Qatar, the world’s biggest exporter of liquefied natural gas, is already a major investor on both sides of the Atlantic. It has assets valued at more than £35bn in the UK, including London landmarks such as the Harrods department store, The Savoy hotel and the Shard skyscraper. The Qatar Investment Authority has also invested more than 60% of the $35bn it has dedicated to the US.
“Qatar realises that due to its large capital base and relative small size of its economy, there are constraints to what it can do inside the country,” said John Sfakianakis, director of economic research at the Gulf Research Center Foundation in Riyadh. “It makes sense to invest in countries that will produce long-lasting and stable returns.”
More than 400 Qatari officials and executives were in the UK for the two-day investment forum, led by HE the Prime Minister and Minister of Interior Sheikh Abdullah bin Nasser bin Khalifa al-Thani, as well as bankers from the some of the world’s top financial institutions. 
Qatar has a stake in keeping the UK economy and asset prices strong during and after Brexit. It delivers 90% of the UK’s imports of the fuel. The emirate invested billions in Barclays during the global financial crisis and has built up a stock and real estate portfolio over the past decade.
In a frank assessment of the uncertainty facing the UK due to Brexit, QIA chief executive officer HE Sheikh Abdullah bin Mohamed bin Saud al-Thani said, “If you ask anyone here, they won’t have any clue at what’s happening in this economy.”
Yet he said the wealth fund still agreed to commit “a big amount of investment in the UK, especially in infrastructure” during its last strategy session. 
Al-Emadi, said the QIA and its units were also looking at opportunities in UK property, technology as well as energy, and dismissed the impact of the weakening pound on his country’s investments.
“Since we’re not trading in our portfolio, it’s always going to be an accounting adjustment,” he said. “If we look at what we’ve been holding in the last 10 years, we still have the same assets as of today and I don’t think we’re going to give up these assets” anytime soon, he added.
He also said his country would encourage any talks between the US and the six-member Gulf Co-operation Council, which includes Qatar, to establish a free trade agreement after Brexit.
Monday’s announcement would maintain the UK’s status as Qatar’s top investment destination even as the QIA considers expanding in the US. The fund will open an office in San Francisco by the end of this year or the first quarter of next, its CEO Sheikh Abdullah told reporters.

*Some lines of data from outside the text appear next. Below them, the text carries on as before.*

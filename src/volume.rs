//! Volume: the mount-time context object.
//!
//! A [`Volume`] owns the block device, the buffer cache, and the redo log
//! for one mounted disk image, and is handed to the layers above instead
//! of living in global state. Construction runs crash recovery, so by the
//! time `create`, `open`, or `mount` returns, the volume is consistent
//! and ready to admit operations.

use crate::storage::buffer::{BufferCache, DEFAULT_POOL_FRAMES};
use crate::storage::disk::{BlockDevice, DeviceId, FileDevice};
use crate::storage::superblock::Superblock;
use crate::wal::{Operation, WalConfig, WalManager};
use anyhow::{bail, Result};
use std::path::Path;
use std::sync::Arc;

/// Sizing for a volume and its in-memory state.
#[derive(Debug, Clone)]
pub struct VolumeConfig {
    /// Total size of the volume in blocks.
    pub total_blocks: u32,
    /// Length of the log region in blocks, header included.
    pub log_blocks: u32,
    /// Frames in the buffer pool.
    pub pool_frames: usize,
    /// Per-operation log reservation.
    pub max_op_blocks: usize,
}

impl Default for VolumeConfig {
    fn default() -> Self {
        VolumeConfig {
            total_blocks: 1024,
            log_blocks: 30,
            pool_frames: DEFAULT_POOL_FRAMES,
            max_op_blocks: 10,
        }
    }
}

/// One mounted volume: device, cache, and log.
pub struct Volume {
    superblock: Superblock,
    cache: BufferCache,
    wal: WalManager,
}

impl Volume {
    /// Create and mount a fresh volume at `path`.
    pub fn create(path: &Path, config: VolumeConfig) -> Result<Self> {
        if path.exists() {
            bail!("Volume file already exists at {:?}", path);
        }

        let device = Arc::new(FileDevice::create(path, config.total_blocks)?);
        let superblock = Superblock::for_geometry(config.total_blocks, config.log_blocks)?;
        superblock.write(&*device)?;
        // A fresh device reads as zeroes, which is already an empty log
        // header; nothing else needs initializing.

        Self::mount(device, config)
    }

    /// Mount an existing volume file.
    pub fn open(path: &Path, config: VolumeConfig) -> Result<Self> {
        if !path.exists() {
            bail!("Volume file does not exist at {:?}", path);
        }

        let device = Arc::new(FileDevice::open(path)?);
        Self::mount(device, config)
    }

    /// Mount a device: read the superblock, build the cache, and bring up
    /// the log (which replays any committed transaction).
    pub fn mount(device: Arc<dyn BlockDevice>, config: VolumeConfig) -> Result<Self> {
        let superblock = Superblock::read(&*device)?;

        let cache = BufferCache::new(vec![device], config.pool_frames);
        let wal = WalManager::new(
            cache.clone(),
            DeviceId(0),
            &superblock,
            WalConfig {
                max_op_blocks: config.max_op_blocks,
            },
        )?;

        Ok(Self {
            superblock,
            cache,
            wal,
        })
    }

    /// The device id blocks of this volume are addressed with.
    pub fn device_id(&self) -> DeviceId {
        DeviceId(0)
    }

    pub fn superblock(&self) -> &Superblock {
        &self.superblock
    }

    pub fn cache(&self) -> &BufferCache {
        &self.cache
    }

    /// Open the begin/end bracket for one mutating operation.
    pub fn begin(&self) -> Operation<'_> {
        self.wal.begin()
    }
}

Al-Emadi said Qatar’s investments in the US are “really ahead of schedule.”
“The US market has done extremely well, especially after Trump’s election,” he said. “But the way we are look at this is more about the US economic and financial policies.”
The $335bn sovereign wealth fund, created in 2005 to handle the country’s windfall from liquefied natural gas, has stepped up the pace of investments as energy prices recovered, buying stakes in Turkey’s biggest poultry producer, Russian oil giant Rosneft and UK energy company National Grid.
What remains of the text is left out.